All lines from the one with "deadline, nothing happens." through the last are to be given again exactly as they stand in the data below, and only those.

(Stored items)
======

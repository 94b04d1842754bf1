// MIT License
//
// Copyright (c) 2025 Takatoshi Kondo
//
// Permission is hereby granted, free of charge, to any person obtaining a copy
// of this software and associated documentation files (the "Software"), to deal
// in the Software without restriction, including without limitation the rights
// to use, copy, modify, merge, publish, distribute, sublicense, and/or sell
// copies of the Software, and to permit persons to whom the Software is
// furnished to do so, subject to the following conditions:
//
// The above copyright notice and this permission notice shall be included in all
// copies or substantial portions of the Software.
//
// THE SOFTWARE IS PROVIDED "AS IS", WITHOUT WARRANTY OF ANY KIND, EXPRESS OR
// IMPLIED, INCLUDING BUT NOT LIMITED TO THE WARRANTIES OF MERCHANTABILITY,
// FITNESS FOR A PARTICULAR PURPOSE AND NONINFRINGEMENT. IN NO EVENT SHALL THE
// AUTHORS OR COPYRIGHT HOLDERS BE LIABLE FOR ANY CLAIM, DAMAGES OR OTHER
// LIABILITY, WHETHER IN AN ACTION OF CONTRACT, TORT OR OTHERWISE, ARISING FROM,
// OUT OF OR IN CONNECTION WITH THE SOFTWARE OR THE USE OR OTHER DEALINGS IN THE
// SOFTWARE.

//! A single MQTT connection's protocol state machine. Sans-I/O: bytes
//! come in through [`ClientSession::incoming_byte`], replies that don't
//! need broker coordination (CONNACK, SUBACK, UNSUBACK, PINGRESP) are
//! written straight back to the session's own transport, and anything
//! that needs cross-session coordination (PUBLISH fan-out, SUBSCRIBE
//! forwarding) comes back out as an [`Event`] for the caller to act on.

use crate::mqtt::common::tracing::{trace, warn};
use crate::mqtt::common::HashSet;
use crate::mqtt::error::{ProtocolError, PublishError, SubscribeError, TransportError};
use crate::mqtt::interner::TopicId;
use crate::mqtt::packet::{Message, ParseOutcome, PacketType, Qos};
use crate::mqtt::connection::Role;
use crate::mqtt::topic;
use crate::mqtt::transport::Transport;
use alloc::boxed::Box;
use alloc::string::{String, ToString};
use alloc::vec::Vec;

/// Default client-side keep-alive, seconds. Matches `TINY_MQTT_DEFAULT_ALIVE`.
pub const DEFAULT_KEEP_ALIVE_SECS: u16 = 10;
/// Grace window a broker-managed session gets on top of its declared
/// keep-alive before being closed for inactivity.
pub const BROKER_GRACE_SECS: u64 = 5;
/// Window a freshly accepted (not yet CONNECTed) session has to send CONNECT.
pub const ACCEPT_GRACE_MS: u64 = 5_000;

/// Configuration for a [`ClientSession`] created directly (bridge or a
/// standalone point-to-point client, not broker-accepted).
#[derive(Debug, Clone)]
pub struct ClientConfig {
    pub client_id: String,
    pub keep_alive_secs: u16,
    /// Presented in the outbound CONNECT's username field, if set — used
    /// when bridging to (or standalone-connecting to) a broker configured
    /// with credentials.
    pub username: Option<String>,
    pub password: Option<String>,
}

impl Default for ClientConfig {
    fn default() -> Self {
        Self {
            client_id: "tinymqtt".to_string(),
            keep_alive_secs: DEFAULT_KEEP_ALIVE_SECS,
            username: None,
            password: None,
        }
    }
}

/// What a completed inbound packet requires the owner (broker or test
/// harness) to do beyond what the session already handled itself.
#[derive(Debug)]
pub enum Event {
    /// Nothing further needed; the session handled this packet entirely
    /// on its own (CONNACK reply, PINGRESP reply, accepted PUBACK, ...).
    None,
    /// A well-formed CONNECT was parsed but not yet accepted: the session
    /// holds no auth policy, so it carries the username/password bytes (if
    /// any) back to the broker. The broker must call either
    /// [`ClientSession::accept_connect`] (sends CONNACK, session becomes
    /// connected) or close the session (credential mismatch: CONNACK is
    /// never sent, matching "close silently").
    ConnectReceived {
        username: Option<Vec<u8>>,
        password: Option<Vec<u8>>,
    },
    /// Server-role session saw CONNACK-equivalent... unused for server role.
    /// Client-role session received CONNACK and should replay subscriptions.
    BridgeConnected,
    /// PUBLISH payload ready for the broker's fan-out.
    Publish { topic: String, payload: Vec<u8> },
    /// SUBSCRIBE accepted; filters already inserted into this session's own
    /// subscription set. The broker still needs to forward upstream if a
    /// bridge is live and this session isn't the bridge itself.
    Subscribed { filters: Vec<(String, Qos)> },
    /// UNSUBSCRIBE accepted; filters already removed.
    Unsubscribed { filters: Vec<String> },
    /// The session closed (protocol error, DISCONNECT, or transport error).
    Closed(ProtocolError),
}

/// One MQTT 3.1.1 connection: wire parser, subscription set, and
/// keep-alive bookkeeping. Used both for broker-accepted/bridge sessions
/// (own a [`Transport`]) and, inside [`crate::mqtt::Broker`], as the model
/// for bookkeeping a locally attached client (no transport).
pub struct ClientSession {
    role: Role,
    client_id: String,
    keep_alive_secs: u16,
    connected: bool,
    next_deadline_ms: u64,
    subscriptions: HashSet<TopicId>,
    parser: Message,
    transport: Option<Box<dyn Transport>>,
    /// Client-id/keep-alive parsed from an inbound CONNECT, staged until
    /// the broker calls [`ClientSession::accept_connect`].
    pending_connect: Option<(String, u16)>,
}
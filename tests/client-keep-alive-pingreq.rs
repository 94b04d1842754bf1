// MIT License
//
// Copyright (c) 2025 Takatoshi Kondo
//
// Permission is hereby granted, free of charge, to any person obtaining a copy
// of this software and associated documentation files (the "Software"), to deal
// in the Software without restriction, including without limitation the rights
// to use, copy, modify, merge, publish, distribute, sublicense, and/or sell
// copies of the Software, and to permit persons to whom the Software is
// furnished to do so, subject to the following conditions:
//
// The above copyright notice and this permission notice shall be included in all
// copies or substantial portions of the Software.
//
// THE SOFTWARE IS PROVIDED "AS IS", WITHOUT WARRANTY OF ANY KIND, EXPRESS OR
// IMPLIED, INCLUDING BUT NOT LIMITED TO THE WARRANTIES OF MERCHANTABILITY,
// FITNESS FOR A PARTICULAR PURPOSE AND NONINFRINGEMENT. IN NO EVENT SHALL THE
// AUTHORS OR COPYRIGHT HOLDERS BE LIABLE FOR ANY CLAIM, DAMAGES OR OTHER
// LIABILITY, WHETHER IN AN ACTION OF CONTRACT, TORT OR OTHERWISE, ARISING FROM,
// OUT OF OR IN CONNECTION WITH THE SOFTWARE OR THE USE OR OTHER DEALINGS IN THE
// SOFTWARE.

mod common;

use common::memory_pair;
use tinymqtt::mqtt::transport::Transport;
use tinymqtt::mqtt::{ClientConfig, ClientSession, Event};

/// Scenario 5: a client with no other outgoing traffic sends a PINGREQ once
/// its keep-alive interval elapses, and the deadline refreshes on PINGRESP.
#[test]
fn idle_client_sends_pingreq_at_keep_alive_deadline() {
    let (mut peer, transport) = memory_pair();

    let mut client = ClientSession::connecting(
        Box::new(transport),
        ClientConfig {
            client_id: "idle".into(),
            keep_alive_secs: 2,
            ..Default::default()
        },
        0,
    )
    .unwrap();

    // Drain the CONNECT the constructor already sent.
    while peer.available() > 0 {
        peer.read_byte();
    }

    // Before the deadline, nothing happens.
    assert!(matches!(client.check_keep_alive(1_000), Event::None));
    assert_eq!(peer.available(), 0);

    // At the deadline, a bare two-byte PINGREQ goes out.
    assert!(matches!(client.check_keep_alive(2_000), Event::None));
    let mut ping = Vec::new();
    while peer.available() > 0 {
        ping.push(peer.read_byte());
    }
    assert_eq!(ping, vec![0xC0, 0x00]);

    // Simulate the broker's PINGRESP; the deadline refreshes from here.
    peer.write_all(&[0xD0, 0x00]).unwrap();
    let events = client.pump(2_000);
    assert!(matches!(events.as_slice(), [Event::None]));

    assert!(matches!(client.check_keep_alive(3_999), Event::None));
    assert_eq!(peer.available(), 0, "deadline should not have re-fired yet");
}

======

== EXERCISE RESPONSE ==
    // Before the deadline, nothing happens.
    assert!(matches!(client.check_keep_alive(1_000), Event::None));
    assert_eq!(peer.available(), 0);

    // At the deadline, a bare two-byte PINGREQ goes out.
    assert!(matches!(client.check_keep_alive(2_000), Event::None));
    let mut ping = Vec::new();
    while peer.available() > 0 {
        ping.push(peer.read_byte());
    }
    assert_eq!(ping, vec![0xC0, 0x00]);

    // Simulate the broker's PINGRESP; the deadline refreshes from here.
    peer.write_all(&[0xD0, 0x00]).unwrap();
    let events = client.pump(2_000);
    assert!(matches!(events.as_slice(), [Event::None]));

    assert!(matches!(client.check_keep_alive(3_999), Event::None));
    assert_eq!(peer.available(), 0, "deadline should not have re-fired yet");
}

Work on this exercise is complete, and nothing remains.